LAKELAND, FL. Back in December 2025, state inspectors walked into Brown's Liquor on a Lakeland retail strip and found that the store's ice machine had not been tested for bacterial contamination since April 7 of that year, a gap of more than nine months past the required three-month testing cycle.

That finding was not new. It was a repeat.

What Inspectors Found

1REPEATIce Machine Microbial Testing OverdueLast tested 04/07/25
2REPEATPhysical Facilities Not in Good RepairHole in ceiling above retail shelves
3PfNo Illness Reporting DocumentationNo employee reporting agreement on file
4PfPerson in Charge UnpreparedCould not answer foodborne illness questions
5PfNo Vomiting/Diarrhea Cleanup ProceduresNo written plan in place
6BasicInadequate Walk-In Cooler LightingBackroom area

The Florida Department of Agriculture and Consumer Services inspection on December 17, 2025 documented six violations in total. Three were classified as priority foundation violations, meaning they relate to management practices that underpin all other food safety controls. Two of the six were repeats from a prior inspection.

The microbiological testing lapse drew the most specific language in the inspector's notes. State rules require ice sold or served to the public to be tested by an approved laboratory every three months. The inspector recorded that the last completed analysis at Brown's Liquor was from April 7, 2025, placing the store more than two testing cycles behind schedule by the time of the December visit.

The second repeat violation involved the physical condition of the store itself. The inspector noted a hole in the ceiling above the beverages displayed on the retail shelves. The same structural problem had been flagged before.

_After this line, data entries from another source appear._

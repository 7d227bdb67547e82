//! Completion-executor seam.
//!
//! Completion callbacks never run on the worker thread, where a slow callback
//! would stall reply handling for every connection. The manager hands
//! callbacks to whatever implements [`CompletionExecutor`]; if none is
//! configured, callbacks are dropped with a warning and request resolution
//! proceeds regardless.

use crate::error::MuxError;
use crate::pending::CompletionCallback;

/// Runs completion callbacks off the manager worker thread.
pub trait CompletionExecutor: Send + Sync {
    /// Execute `task` asynchronously. Must not block the caller.
    fn execute(&self, task: CompletionCallback);
}

/// Stock executor backed by a rayon thread pool.
pub struct RayonExecutor {
    pool: rayon::ThreadPool,
}

impl RayonExecutor {
    /// Build an executor with `threads` worker threads.
    pub fn new(threads: usize) -> Result<Self, MuxError> {
        let pool = rayon::ThreadPoolBuilder::new()
            .num_threads(threads)
            .thread_name(|i| format!("switchyard-completion-{i}"))
            .build()?;
        Ok(Self { pool })
    }

    /// Wrap an existing pool.
    pub fn from_pool(pool: rayon::ThreadPool) -> Self {
        Self { pool }
    }
}

impl CompletionExecutor for RayonExecutor {
    fn execute(&self, task: CompletionCallback) {
        self.pool.spawn(task);
    }
}
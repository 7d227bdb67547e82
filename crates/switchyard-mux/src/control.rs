//! The internal control protocol between caller threads and the worker.
//!
//! Operations are typed values moved through a many-producer/one-consumer
//! channel; ownership of the [`PendingRequest`] transfers to the worker with
//! the message. Synchronous operations carry their own oneshot reply sender.
//! Delivery is FIFO per sender, with no ordering across senders.

use crate::error::MuxError;
use crate::pending::PendingRequest;
use std::fmt;
use switchyard_wire::{Endpoint, Frame};
use tokio::sync::oneshot;

/// Identifier of one outbound connection: its insertion index in the
/// worker's connection list, so N `connect` calls yield ids `0..N`.
///
/// Valid only on the manager that issued it. Connections are never removed
/// individually, so an id stays valid until manager shutdown.
#[derive(Debug, Clone, Copy, PartialEq, Eq, Hash)]
pub struct ConnectionId(u64);

impl ConnectionId {
    pub(crate) fn from_index(index: usize) -> Self {
        Self(index as u64)
    }

    pub(crate) fn index(self) -> usize {
        self.0 as usize
    }

    /// Raw id value.
    pub fn as_u64(self) -> u64 {
        self.0
    }
}

impl fmt::Display for ConnectionId {
    fn fmt(&self, f: &mut fmt::Formatter<'_>) -> fmt::Result {
        write!(f, "{}", self.0)
    }
}

/// One operation submitted to the manager worker.
pub(crate) enum ControlOp {
    /// Open an outbound connection and reply with its id.
    Connect {
        endpoint: Endpoint,
        reply: oneshot::Sender<Result<ConnectionId, MuxError>>,
    },
    /// Forward a request on an existing connection. Fire-and-forget:
    /// completion is observed through the request's result sink only.
    Request {
        connection: ConnectionId,
        request: PendingRequest,
        payload: Vec<Frame>,
    },
    /// Terminate the worker loop after the current event.
    Quit,
}

impl fmt::Debug for ControlOp {
    fn fmt(&self, f: &mut fmt::Formatter<'_>) -> fmt::Result {
        match self {
            Self::Connect { endpoint, .. } => {
                f.debug_struct("Connect").field("endpoint", endpoint).finish()
            }
            Self::Request {
                connection,
                request,
                payload,
            } => f
                .debug_struct("Request")
                .field("connection", connection)
                .field("request", request)
                .field("payload_frames", &payload.len())
                .finish(),
            Self::Quit => f.write_str("Quit"),
        }
    }
}

#[cfg(test)]
mod tests {
    use super::*;

    #[test]
    fn test_connection_ids_are_indices() {
        let id = ConnectionId::from_index(3);
        assert_eq!(id.index(), 3);
        assert_eq!(id.as_u64(), 3);
        assert_eq!(id.to_string(), "3");
    }
}
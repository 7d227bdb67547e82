//! # Switchyard Mux - Connection Manager & Request Correlation
//!
//! The client-side core of an RPC runtime: one background worker thread owns
//! every outbound peer connection and arbitrates requests submitted by any
//! number of caller threads, with no locks over connection state.
//!
//! ## Architecture
//!
//! ```text
//! caller threads                        worker thread (owns everything)
//! ┌────────────┐  ControlOp over mpsc  ┌─────────────────────────────┐
//! │ Manager /  │ ────────────────────► │ ManagerWorker               │
//! │ Connection │                       │  ├─ connection list         │
//! │ handles    │ ◄──────────────────── │  ├─ pending-request table   │
//! └────────────┘   oneshot replies,    │  └─ correlation generator   │
//!                  result sinks        └──────────┬──────────────────┘
//!                                                 │ multipart frames
//!                                                 ▼
//!                                            peer sockets
//! ```
//!
//! Callers obtain a [`ManagerHandle`], open connections with
//! [`ManagerHandle::connect`] (synchronous) and submit requests with
//! [`ConnectionHandle::send_request`] (fire-and-forget). The worker matches
//! each asynchronous reply to its request through a per-request
//! [`CorrelationId`] and resolves the caller's [`ResultSink`] exactly once:
//! either with the reply payload or, if the request carried a deadline that
//! expires first, as deadline-exceeded. Completion callbacks run on a
//! pluggable [`CompletionExecutor`], never on the worker thread.
//!
//! ## Concurrency model
//!
//! Exactly one thread touches the connection list and the pending table, so
//! the reply path and the timeout path for a given request are serialized by
//! construction; whichever looks the correlation id up first claims the
//! entry, and the loser finds nothing and backs off. Callers block only in
//! `connect` and `shutdown`.

// Nursery lints that are too strict
#![allow(clippy::missing_const_for_fn)]
// Allow in tests
#![cfg_attr(test, allow(clippy::unwrap_used))]
#![cfg_attr(test, allow(clippy::expect_used))]
#![cfg_attr(test, allow(clippy::panic))]

pub mod config;
pub mod control;
pub mod correlation;
pub mod error;
pub mod executor;
pub mod manager;
pub mod pending;

mod worker;

// Re-export main types
pub use config::ManagerConfig;
pub use control::ConnectionId;
pub use correlation::{CorrelationId, CorrelationIdGenerator};
pub use error::MuxError;
pub use executor::{CompletionExecutor, RayonExecutor};
pub use manager::{ConnectionHandle, ManagerHandle};
pub use pending::{CompletionCallback, PendingRequest, ResponseStatus, ResultSink};

// The wire vocabulary leaks into the public API (payloads are frame vectors),
// so re-export it rather than making callers name both crates.
pub use switchyard_wire::{Endpoint, Frame};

A Management System That Wasn't There

Three separate violations in December pointed to the same underlying gap: the person in charge at Brown's Liquor was not running a food safety management system in any documented form.

The inspector found no paperwork requiring employees to report symptoms of foodborne illness to management. There were no written procedures for cleaning up vomiting or diarrheal events. And when the inspector asked the person in charge questions related to foodborne illnesses and their symptoms, that person could not answer correctly.

The inspector provided the store with a Reporting Agreement, Employee Health Guidelines, and a clean-up guidance handout during the visit. None of those documents had existed at the store before the inspection.

The walk-in cooler in the backroom had insufficient lighting, a condition the inspector also documented. None of the six violations were corrected on site.

What These Violations Mean

The ice machine testing requirement exists because packaged ice and fountain ice are food products. Bacteria including E. coli and coliform organisms can colonize ice machines through contaminated water supplies, dirty internal components, or improper handling. Microbiological testing every three months is the mechanism the state uses to catch contamination before it reaches customers. When a store like Brown's Liquor goes nine months without that test, there is no documented evidence that the ice it sold or served during that period was safe. The prior test from April 2025 cannot cover the months that followed.

The three priority foundation violations about illness reporting and management knowledge are connected. They describe a store where, as of December 2025, no employee was formally required to tell a manager if they were sick, no manager could correctly identify the symptoms that require an employee to stay away from food, and no written plan existed for containing a contamination event if one occurred. Those are not paperwork technicalities. They are the first line of defense against a sick employee spreading a pathogen to customers through the products they handle.

The hole in the ceiling above the retail beverage shelves is a structural concern with direct food safety implications. Gaps in ceilings allow pests, moisture, and debris to enter the retail space and potentially contact products on shelves below. That this violation appeared on the December inspection as a repeat means the store had been told about it before and had not repaired it.

The Longer Record

The December 17 inspection was classified as "Met Sanitation Inspection Requirements, Check Back Needed," meaning the store passed the overall threshold but required a follow-up. Two focused follow-up inspections were conducted in January 2026, on January 22 and January 30, and both recorded zero violations.

That resolution is worth noting. The store did address the outstanding concerns after the December visit, at least to the satisfaction of the focused re-inspections. But the two repeat violations in December tell a different story about what happened before.

A repeat violation means an inspector found the same problem at the same location on more than one occasion. At Brown's Liquor, both the ceiling hole and the ice machine testing lapse carried that designation in December. The ice testing gap in particular, given that it is measured in months and tied to a specific date, suggests the store had been out of compliance on that requirement for an extended period before the December inspection brought it into the formal record.

The store's inspection history on file covers three visits, all within a six-week window. That narrow window limits how far back the pattern can be traced. What the record does show is that two of the six violations documented in December were problems inspectors had already seen before, and that none of them were fixed during the inspection itself.